Bart Bussmann comments on Matryoshka Sparse Autoencoders

Bart Bussmann 14 Dec 2024 14:27 UTC
LW: 34 AF: 20
2
AF
Great work! I have been working on something very similar and will publish my results here some time next week, but can already give a sneak-peak:
The SAEs here were only trained for 100M tokens (1/3 the TinyStories^[11:1] dataset). The language model was trained for 3 epochs on the 300M token TinyStories dataset. It would be good to validate these results with more ‘real’ language models and train SAEs with much more data.
I can confirm that on Gemma-2-2B Matryoshka SAEs dramatically improve the absorption score on the first-letter task from Chanin et al. as implemented in SAEBench!
Is there a nice way to extend the Matryoshka method to top-k SAEs?
Yes! My experiments with Matryoshka SAEs are using BatchTopK.

Are you planning to continue this line of research? If so, I would be interested to collaborate (or otherwise at least coordinate on not doing duplicate work).
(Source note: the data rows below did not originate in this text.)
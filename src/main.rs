use anyhow::{Context, Result};
use clap::Parser;
use std::path::PathBuf;
use supplier_risk::classifier::{compare, RiskClassifier, RuleBasedClassifier};
use supplier_risk::config::{PipelineConfig, TrainConfig};
use supplier_risk::models::KpiVector;
use supplier_risk::pipeline::{preprocess, train_and_save};
use supplier_risk::predict::RiskPredictor;
use tracing::info;

/// Run every stage: preprocess, train, save, then score a sample supplier
#[derive(Parser, Debug)]
#[command(name = "supplier_risk")]
struct Args {
    #[arg(long)]
    raw: Option<PathBuf>,

    #[arg(long)]
    features: Option<PathBuf>,

    #[arg(long)]
    model: Option<PathBuf>,

    #[arg(long, default_value = "300")]
    trees: usize,

    #[arg(long, default_value = "42")]
    seed: u64,
}

fn main() -> Result<()> {
    tracing_subscriber::fmt()
        .with_env_filter("info")
        .init();

    let args = Args::parse();
    let defaults = PipelineConfig::default();
    let config = PipelineConfig {
        raw_path: args.raw.unwrap_or(defaults.raw_path),
        features_path: args.features.unwrap_or(defaults.features_path),
        model_path: args.model.unwrap_or(defaults.model_path),
    };
    let train_config = TrainConfig {
        n_trees: args.trees,
        seed: args.seed,
        ..TrainConfig::default()
    };

    info!("=== Preprocessing ===");
    let preprocessed = preprocess(&config.raw_path, &config.features_path)
        .with_context(|| format!("preprocessing {}", config.raw_path.display()))?;
    info!(
        "{} shipments -> {} suppliers",
        preprocessed.stats.output_rows,
        preprocessed.features.len()
    );

    info!("=== Training ===");
    let outcome = train_and_save(&config.features_path, &config.model_path, &train_config)?;
    println!("{}", outcome.report);

    info!("=== Prediction ===");
    let predictor = RiskPredictor::load(&config.model_path)?;
    let agreement = compare(&RuleBasedClassifier, predictor.classifier(), &preprocessed.features)?;
    info!(
        "{} agrees with {} on {}/{} suppliers",
        predictor.classifier().name(),
        RuleBasedClassifier.name(),
        agreement.agreed,
        agreement.total
    );

    let sample = KpiVector {
        avg_delivery_delay_days: Some(3.0),
        avg_fulfillment_time_days: Some(12.0),
        late_delivery_rate: 0.4,
        avg_freight_cost: 800.0,
        avg_order_value: 15_000.0,
    };
    println!("{}", predictor.predict(sample)?);

    Ok(())
}
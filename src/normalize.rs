//! Record normalizer
//!
//! Turns raw shipment rows into `NormalizedShipment`s. Each cleaning step is a
//! separate function returning new data, applied in this order:
//!
//! 1. drop rows whose three event dates are all missing
//! 2. derive delay, fulfillment time and the late flag
//! 3. coerce amounts and fill gaps with the column median
//! 4. drop rows without a vendor

use chrono::{DateTime, NaiveDate, NaiveDateTime};
use csv::StringRecord;
use tracing::{debug, info, warn};

use crate::error::{PipelineError, Result};
use crate::models::{
    NormalizedShipment, ShipmentRecord, COL_DELIVERED, COL_FREIGHT, COL_LINE_VALUE, COL_PO_SENT,
    COL_SCHEDULED, COL_VENDOR, REQUIRED_COLUMNS,
};

/// Cell contents treated as missing, after trimming
const MISSING_MARKERS: &[&str] = &[
    "", "NA", "N/A", "n/a", "#N/A", "NaN", "nan", "null", "NULL", "None", "none",
];

/// Date-only formats, two-digit years before four-digit ones so that
/// `2-Jun-06` is not read as year 6
const DATE_FORMATS: &[&str] = &[
    "%Y-%m-%d",
    "%d-%b-%y",
    "%d-%b-%Y",
    "%m/%d/%y",
    "%m/%d/%Y",
    "%Y/%m/%d",
    "%d %b %y",
    "%d %b %Y",
    "%d %B %Y",
    "%b %d, %Y",
    "%B %d, %Y",
    "%d.%m.%Y",
];

const DATETIME_FORMATS: &[&str] = &[
    "%Y-%m-%d %H:%M:%S",
    "%Y-%m-%dT%H:%M:%S",
    "%Y-%m-%d %H:%M",
    "%m/%d/%Y %H:%M:%S",
    "%m/%d/%Y %H:%M",
];

/// Normalize a header: trim, lowercase, spaces and slashes to underscores,
/// parentheses removed. `"Freight Cost (USD)"` becomes `"freight_cost_usd"`.
pub fn normalize_column_name(name: &str) -> String {
    name.trim()
        .to_lowercase()
        .replace(' ', "_")
        .replace('/', "_")
        .replace(['(', ')'], "")
}

/// Trimmed cell text, or `None` for empty cells and missing-value markers
pub fn clean_cell(raw: &str) -> Option<String> {
    let trimmed = raw.trim();
    if MISSING_MARKERS.contains(&trimmed) {
        None
    } else {
        Some(trimmed.to_string())
    }
}

/// Build shipment records from a header row and data rows with arbitrary
/// header noise. Fails if any canonical column is absent after normalization.
pub fn records_from_table(headers: &StringRecord, rows: &[StringRecord]) -> Result<Vec<ShipmentRecord>> {
    let normalized: Vec<String> = headers.iter().map(normalize_column_name).collect();
    info!("Normalized columns: {:?}", normalized);

    let missing: Vec<&str> = REQUIRED_COLUMNS
        .iter()
        .copied()
        .filter(|col| !normalized.iter().any(|h| h == col))
        .collect();
    if !missing.is_empty() {
        warn!("Missing required columns: {:?}", missing);
        return Err(PipelineError::SchemaMismatch {
            expected: REQUIRED_COLUMNS.iter().map(|c| c.to_string()).collect(),
            found: normalized,
        });
    }

    // First match wins when a normalized name occurs twice
    let index = |col: &str| normalized.iter().position(|h| h == col);
    let vendor = index(COL_VENDOR);
    let po_sent = index(COL_PO_SENT);
    let scheduled = index(COL_SCHEDULED);
    let delivered = index(COL_DELIVERED);
    let freight = index(COL_FREIGHT);
    let line_value = index(COL_LINE_VALUE);

    let cell = |row: &StringRecord, idx: Option<usize>| {
        idx.and_then(|i| row.get(i)).and_then(clean_cell)
    };
    // vendors group by exact text, so surrounding whitespace is kept
    let raw_cell = |row: &StringRecord, idx: Option<usize>| {
        idx.and_then(|i| row.get(i))
            .filter(|raw| clean_cell(raw).is_some())
            .map(str::to_string)
    };

    Ok(rows
        .iter()
        .map(|row| ShipmentRecord {
            vendor: raw_cell(row, vendor),
            po_sent_to_vendor_date: cell(row, po_sent),
            scheduled_delivery_date: cell(row, scheduled),
            delivered_to_client_date: cell(row, delivered),
            freight_cost_usd: cell(row, freight),
            line_item_value: cell(row, line_value),
        })
        .collect())
}

/// Best-effort timestamp parsing; date-only values fall at midnight.
/// Anything unrecognized is `None`.
pub fn parse_timestamp(raw: &str) -> Option<NaiveDateTime> {
    let s = raw.trim();
    if s.is_empty() {
        return None;
    }
    for fmt in DATE_FORMATS {
        if let Ok(date) = NaiveDate::parse_from_str(s, fmt) {
            return date.and_hms_opt(0, 0, 0);
        }
    }
    for fmt in DATETIME_FORMATS {
        if let Ok(dt) = NaiveDateTime::parse_from_str(s, fmt) {
            return Some(dt);
        }
    }
    DateTime::parse_from_rfc3339(s).ok().map(|dt| dt.naive_local())
}

pub fn parse_date(raw: &str) -> Option<NaiveDate> {
    parse_timestamp(raw).map(|dt| dt.date())
}
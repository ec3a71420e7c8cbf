//! Risk classification strategies over the shared KPI schema

use crate::artifact::ModelArtifact;
use crate::error::Result;
use crate::labeler::label_risk;
use crate::models::{KpiVector, RiskLabel, SupplierFeature};

pub trait RiskClassifier {
    fn name(&self) -> &'static str;

    fn classify(&self, kpis: &KpiVector) -> Result<RiskLabel>;
}

/// The business rule table; needs no trained model
#[derive(Debug, Clone, Copy, Default)]
pub struct RuleBasedClassifier;

impl RiskClassifier for RuleBasedClassifier {
    fn name(&self) -> &'static str {
        "rules"
    }

    fn classify(&self, kpis: &KpiVector) -> Result<RiskLabel> {
        Ok(label_risk(kpis))
    }
}

/// A trained forest plus the codec that names its classes
#[derive(Debug, Clone)]
pub struct LearnedClassifier {
    artifact: ModelArtifact,
}

impl LearnedClassifier {
    pub fn new(artifact: ModelArtifact) -> Self {
        Self { artifact }
    }

    /// Class probabilities, labeled through the codec
    pub fn predict_proba(&self, kpis: &KpiVector) -> Result<Vec<(RiskLabel, f64)>> {
        let row = self.artifact.imputer.transform(kpis);
        self.artifact
            .forest
            .predict_proba(&row)
            .into_iter()
            .enumerate()
            .map(|(id, p)| Ok((self.artifact.codec.decode(id)?, p)))
            .collect()
    }
}

impl RiskClassifier for LearnedClassifier {
    fn name(&self) -> &'static str {
        "random_forest"
    }

    fn classify(&self, kpis: &KpiVector) -> Result<RiskLabel> {
        let row = self.artifact.imputer.transform(kpis);
        self.artifact.codec.decode(self.artifact.forest.predict(&row))
    }
}

/// How often two strategies give the same label
#[derive(Debug, Clone, PartialEq)]
pub struct Agreement {
    pub total: usize,
    pub agreed: usize,
    /// (vendor, first strategy's label, second strategy's label)
    pub disagreements: Vec<(String, RiskLabel, RiskLabel)>,
}

impl Agreement {
    pub fn rate(&self) -> f64 {
        if self.total == 0 {
            0.0
        } else {
            self.agreed as f64 / self.total as f64
        }
    }
}

pub fn compare(a: &dyn RiskClassifier, b: &dyn RiskClassifier, features: &[SupplierFeature]) -> Result<Agreement> {
    let mut agreement = Agreement {
        total: features.len(),
        agreed: 0,
        disagreements: Vec::new(),
    };
    for feature in features {
        let kpis = feature.kpis();
        let (la, lb) = (a.classify(&kpis)?, b.classify(&kpis)?);
        if la == lb {
            agreement.agreed += 1;
        } else {
            agreement.disagreements.push((feature.vendor.clone(), la, lb));
        }
    }
    Ok(agreement)
}
//! Train the supplier risk classifier on the feature file
//!
//! Run: cargo run --release --bin train -- [--trees N] [--max-depth N] [--seed N]

use anyhow::{Context, Result};
use clap::Parser;
use std::path::PathBuf;
use supplier_risk::classifier::{compare, LearnedClassifier, RiskClassifier, RuleBasedClassifier};
use supplier_risk::models::FEATURE_NAMES;
use supplier_risk::config::{PipelineConfig, TrainConfig};
use supplier_risk::io::read_features;
use supplier_risk::pipeline::train_and_save;

#[derive(Parser, Debug)]
#[command(name = "train")]
#[command(about = "Train a random forest on labeled supplier features")]
struct Args {
    /// Supplier feature CSV
    #[arg(long)]
    features: Option<PathBuf>,

    /// Where to write the model artifact
    #[arg(long)]
    model: Option<PathBuf>,

    #[arg(long, default_value = "300")]
    trees: usize,

    #[arg(long, default_value = "6")]
    max_depth: usize,

    #[arg(long, default_value = "42")]
    seed: u64,

    /// Hold-out share for evaluation
    #[arg(long, default_value = "0.2")]
    test_fraction: f64,
}

fn main() -> Result<()> {
    tracing_subscriber::fmt().with_env_filter("info").init();
    let args = Args::parse();
    let paths = PipelineConfig::default();
    let features_path = args.features.unwrap_or(paths.features_path);
    let model_path = args.model.unwrap_or(paths.model_path);

    let config = TrainConfig {
        seed: args.seed,
        test_fraction: args.test_fraction,
        n_trees: args.trees,
        max_depth: args.max_depth,
        ..TrainConfig::default()
    };

    let outcome = train_and_save(&features_path, &model_path, &config)
        .with_context(|| format!("training on {}", features_path.display()))?;

    println!("\n{}", "═".repeat(70));
    println!("  Supplier risk model");
    println!("{}\n", "═".repeat(70));
    println!("{}", outcome.report);

    println!("\n🧩 Fill values for missing KPIs (training medians):");
    for (name, median) in FEATURE_NAMES.iter().zip(outcome.artifact.imputer.medians()) {
        println!("  {:<28} {:>12.2}", name, median);
    }

    // the learned model should reproduce the rule table on its own training data
    let features = read_features(&features_path)?;
    let learned = LearnedClassifier::new(outcome.artifact);
    let rules = RuleBasedClassifier;
    let agreement = compare(&rules, &learned, &features)?;
    println!(
        "\n🤝 {} vs {} agreement: {}/{} ({:.1}%)",
        rules.name(),
        learned.name(),
        agreement.agreed,
        agreement.total,
        agreement.rate() * 100.0
    );
    for (vendor, rule, model) in agreement.disagreements.iter().take(10) {
        println!("  {:<40} {}={:<6} {}={}", vendor, rules.name(), rule, learned.name(), model);
    }

    println!("\n✅ Model saved to {}", model_path.display());
    Ok(())
}
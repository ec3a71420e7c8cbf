//! Error types for the supplier risk pipeline

use std::path::PathBuf;
use thiserror::Error;

pub type Result<T> = std::result::Result<T, PipelineError>;

/// Fatal pipeline conditions. Recoverable problems (bad dates, bad numbers,
/// dropped rows, rare classes) are logged and never surface here.
#[derive(Debug, Error)]
pub enum PipelineError {
    #[error("input source not found: {}", .0.display())]
    InputMissing(PathBuf),

    #[error("schema mismatch: expected columns {expected:?}, found {found:?}")]
    SchemaMismatch {
        expected: Vec<String>,
        found: Vec<String>,
    },

    #[error("model artifact unavailable at {}: {reason}", path.display())]
    ArtifactUnavailable { path: PathBuf, reason: String },

    #[error("training needs at least 2 risk classes after merging rare ones, found {found:?}")]
    InsufficientClasses { found: Vec<String> },

    #[error("stratified split infeasible: {0}")]
    StratificationInfeasible(String),

    #[error("no supplier features to train on")]
    EmptyDataset,

    #[error("label {0:?} is not known to the label codec")]
    UnknownLabel(String),

    #[error("class id {0} is not known to the label codec")]
    UnknownClassId(usize),

    #[error(transparent)]
    Csv(#[from] csv::Error),

    #[error(transparent)]
    Io(#[from] std::io::Error),

    #[error(transparent)]
    Json(#[from] serde_json::Error),
}
//! Pipeline configuration
//!
//! Defaults: 300 trees of depth 6, seed 42,
//! 20% stratified hold-out, classes with fewer than 2 suppliers merged.

use serde::{Deserialize, Serialize};
use std::path::PathBuf;

use crate::forest::ForestParams;

/// File locations shared by the pipeline stages
#[derive(Debug, Clone, PartialEq, Serialize, Deserialize)]
pub struct PipelineConfig {
    pub raw_path: PathBuf,
    pub features_path: PathBuf,
    pub model_path: PathBuf,
}

impl Default for PipelineConfig {
    fn default() -> Self {
        Self {
            raw_path: PathBuf::from("data/supply_chain.csv"),
            features_path: PathBuf::from("data/supplier_features.csv"),
            model_path: PathBuf::from("models/supplier_risk_model.json"),
        }
    }
}

#[derive(Debug, Clone, Copy, PartialEq, Serialize, Deserialize)]
pub struct TrainConfig {
    pub seed: u64,
    pub test_fraction: f64,
    pub n_trees: usize,
    pub max_depth: usize,
    /// Classes with fewer suppliers than this are relabeled Medium
    pub min_class_support: usize,
}

impl Default for TrainConfig {
    fn default() -> Self {
        Self {
            seed: 42,
            test_fraction: 0.2,
            n_trees: 300,
            max_depth: 6,
            min_class_support: 2,
        }
    }
}

impl TrainConfig {
    pub fn forest_params(&self) -> ForestParams {
        ForestParams {
            n_trees: self.n_trees,
            max_depth: self.max_depth,
            seed: self.seed,
            ..ForestParams::default()
        }
    }
}

#[cfg(test)]
mod tests {
    use super::*;

    #[test]
    fn test_forest_params_follow_config() {
        let config = TrainConfig { n_trees: 10, max_depth: 3, seed: 7, ..TrainConfig::default() };
        let params = config.forest_params();
        assert_eq!(params.n_trees, 10);
        assert_eq!(params.max_depth, 3);
        assert_eq!(params.seed, 7);
        assert_eq!(params.min_samples_split, 2);
    }
}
- Noa Nabeshima 16 Dec 2024 3:53 UTC
  LW: 1 AF: 1
  0
  AF Parent
  That’s very cool, I’m looking forward to seeing those results! The Top-K extension is particularly interesting, as that was something I wasn’t sure how to approach.
  
  I imagine you’ve explored important directions I haven’t touched like better benchmarking, top-k implementation, and testing on larger models. Having multiple independent validations of an approach also seems valuable.
  
  I’d be interested in continuing this line of research, especially circuits with Matryoshka SAEs. I’d love to hear about what directions you’re thinking of. Would you want to have a call sometime about collaboration or coordination? (I’ll DM you!)
  
  Really looking forward to reading your post!